Beginning with the line that contains "(Some(current), Some(new)) =>", output each line below exactly through the last one, both included, and nothing else.

- [Record excerpts]:

=== Begin Enclosure ===

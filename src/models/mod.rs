//! Data models for assetdb.
//!
//! This module contains the node, edge and provenance types shared by every
//! backend, plus the record payloads handed in by the discovery engine.

mod asset;
mod execution;
mod record;
mod relation;

pub use asset::{
    Asset, AssetContent, AssetId, AssetType, AutonomousSystem, Fqdn, IpAddress, IpVersion,
    Netblock, RirOrganization,
};
pub use execution::{Execution, ExecutionId, ExecutionLog, decode_domains, encode_domains};
pub use record::{
    DnsRecord, HostRecord, Infrastructure, InsertInfo, NameAddrPair, NameRecordKind, Record,
    ServiceRecord,
};
pub use relation::{Relation, RelationType};
//! Cancellation and deadline context for store operations.
//!
//! Every [`Store`](crate::Store) operation receives an [`OperationContext`].
//! Backends call [`OperationContext::check`] before each storage step; once the
//! deadline passes or [`OperationContext::cancel`] is called, the operation
//! returns [`Error::Cancelled`] and its open transaction is dropped, which rolls
//! it back.

use crate::{Error, Result};
use std::sync::Arc;
use std::sync::atomic::{AtomicBool, Ordering};
use std::time::{Duration, Instant};

/// Deadline plus a shared cancellation flag.
///
/// Clones share the flag, so one worker can cancel an operation that another
/// thread is running.
#[derive(Debug, Clone, Default)]
pub struct OperationContext {
    deadline: Option<Instant>,
    cancelled: Arc<AtomicBool>,
}

impl OperationContext {
    /// A context that never times out.
    #[must_use]
    pub fn background() -> Self {
        Self::default()
    }

    /// A context that expires `timeout` from now.
    #[must_use]
    pub fn with_timeout(timeout: Duration) -> Self {
        Self {
            deadline: Instant::now().checked_add(timeout),
            cancelled: Arc::new(AtomicBool::new(false)),
        }
    }

    /// Returns a clone of this context with a (possibly tighter) deadline.
    #[must_use]
    pub fn child_with_timeout(&self, timeout: Duration) -> Self {
        let candidate = Instant::now().checked_add(timeout);
        let deadline = match (self.deadline, candidate) {
            (Some(current), Some(new)) => Some(current.min(new)),
            (current, new) => current.or(new),
        };
        Self {
            deadline,
            cancelled: Arc::clone(&self.cancelled),
        }
    }

    /// Requests cancellation of every operation sharing this context.
    pub fn cancel(&self) {
        self.cancelled.store(true, Ordering::SeqCst);
    }

    /// Returns true once cancelled or past the deadline.
    #[must_use]
    pub fn is_done(&self) -> bool {
        self.cancelled.load(Ordering::SeqCst) || self.deadline.is_some_and(|d| Instant::now() >= d)
    }

    /// Time left before the deadline, if one is set.
    #[must_use]
    pub fn remaining(&self) -> Option<Duration> {
        self.deadline
            .map(|d| d.saturating_duration_since(Instant::now()))
    }

    /// Fails with [`Error::Cancelled`] if the context is done.
    ///
    /// # Errors
    ///
    /// Returns [`Error::Cancelled`] naming `operation`.
    pub fn check(&self, operation: &str) -> Result<()> {
        if self.is_done() {
            metrics::counter!("assetdb_cancelled_operations_total").increment(1);
            return Err(Error::Cancelled {
                operation: operation.to_string(),
            });
        }
        Ok(())
    }
}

=== End Enclosure ===

- [Exercise response]:
            (Some(current), Some(new)) => Some(current.min(new)),
            (current, new) => current.or(new),
        };
        Self {
            deadline,
            cancelled: Arc::clone(&self.cancelled),
        }
    }

    /// Requests cancellation of every operation sharing this context.
    pub fn cancel(&self) {
        self.cancelled.store(true, Ordering::SeqCst);
    }

    /// Returns true once cancelled or past the deadline.
    #[must_use]
    pub fn is_done(&self) -> bool {
        self.cancelled.load(Ordering::SeqCst) || self.deadline.is_some_and(|d| Instant::now() >= d)
    }

    /// Time left before the deadline, if one is set.
    #[must_use]
    pub fn remaining(&self) -> Option<Duration> {
        self.deadline
            .map(|d| d.saturating_duration_since(Instant::now()))
    }

    /// Fails with [`Error::Cancelled`] if the context is done.
    ///
    /// # Errors
    ///
    /// Returns [`Error::Cancelled`] naming `operation`.
    pub fn check(&self, operation: &str) -> Result<()> {
        if self.is_done() {
            metrics::counter!("assetdb_cancelled_operations_total").increment(1);
            return Err(Error::Cancelled {
                operation: operation.to_string(),
            });
        }
        Ok(())
    }
}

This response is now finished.